Molecular Divergence Shapes Lung- and Liver-Tropic Metastasis in HER2-Positive Breast Cancer

Metastatic colonization of distant organs remains the primary cause of breast cancer specific mortality, yet the underlying mechanisms governing organ-specific tropism remain poorly understood. To better delineate the underlying mechanisms governing the establishment of successful niches in visceral organs, animal models recapitulating the pathogenesis of human breast cancer are necessary. Through in vivo selection, we established a liver-tropic HER2 ⁺ breast cancer murine model, NT2.5LV, which achieved 90% hepatic penetrance within 10 weeks. Comparative whole-genome DNA and bulk RNA sequencing of NT2.5LV, the lung-tropic counterpart NT2.5LM, and the parental primary breast tumor cell line NT2.5 revealed conserved genomic alterations, including Erbb2 amplification, and Cdkn2a/b deletion despite their distinct organ-tropic phenotypes. Transcriptomic analysis showed that NT2.5LM incorporates DNA damage-immune adaptation with homologous recombination deficiency leading to cGAS-STING pathway activation coupled with immune checkpoint remodeling, and lung-enriched integrin-mediated adhesions. Conversely, NT2.5LV activated proliferative and metabolic programs with MMP-mediated ECM remodeling suitable for the hepatic microenvironment. These organ-specific strategies were validated in two independent clinical cohorts; the MET500 and AUORA datasets.
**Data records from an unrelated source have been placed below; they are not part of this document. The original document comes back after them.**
/// Convenience result type used across wavecurtain.
pub type CurtainResult<T> = Result<T, CurtainError>;

/// Top-level error taxonomy used by curtain APIs.
///
/// Phase misuse (opening an open curtain, closing a closed one) is never an error: those calls
/// are ignored. Errors are reserved for configuration and output problems.
#[derive(thiserror::Error, Debug)]
pub enum CurtainError {
    /// Invalid user-provided configuration.
    #[error("validation error: {0}")]
    Validation(String),

    /// Errors while rasterizing or writing rendered frames.
    #[error("render error: {0}")]
    Render(String),

    /// Errors when serializing or deserializing data structures.
    #[error("serialization error: {0}")]
    Serde(String),

    /// Wrapped lower-level error from dependencies or IO.
    #[error(transparent)]
    Other(#[from] anyhow::Error),
}

impl CurtainError {
    /// Build a [`CurtainError::Validation`] value.
    pub fn validation(msg: impl Into<String>) -> Self {
        Self::Validation(msg.into())
    }

    /// Build a [`CurtainError::Render`] value.
    pub fn render(msg: impl Into<String>) -> Self {
        Self::Render(msg.into())
    }

    /// Build a [`CurtainError::Serde`] value.
    pub fn serde(msg: impl Into<String>) -> Self {
        Self::Serde(msg.into())
    }
}

#[cfg(test)]
#[path = "../../tests/unit/foundation/error.rs"]
mod tests;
Integrated multi-omic and immunohistochemistry analyses demonstrated that NT2.5LV recapitulates key features of human HER2 ⁺ breast tumors, including HER2 overexpression. Therapeutic testing showed that NT2.5LM’s concurrent Bcl2 overexpression confers PARP inhibitor resistance despite homologous recombination deficiency, a vulnerability reversed by Bcl2 and PARP inhibition. The HER2-targeted tyrosine kinase inhibitor neratinib reduced primary and metastatic tumor burden in vivo , establishing NT2.5LV as a clinically relevant preclinical model to assess HER2-targeted therapies.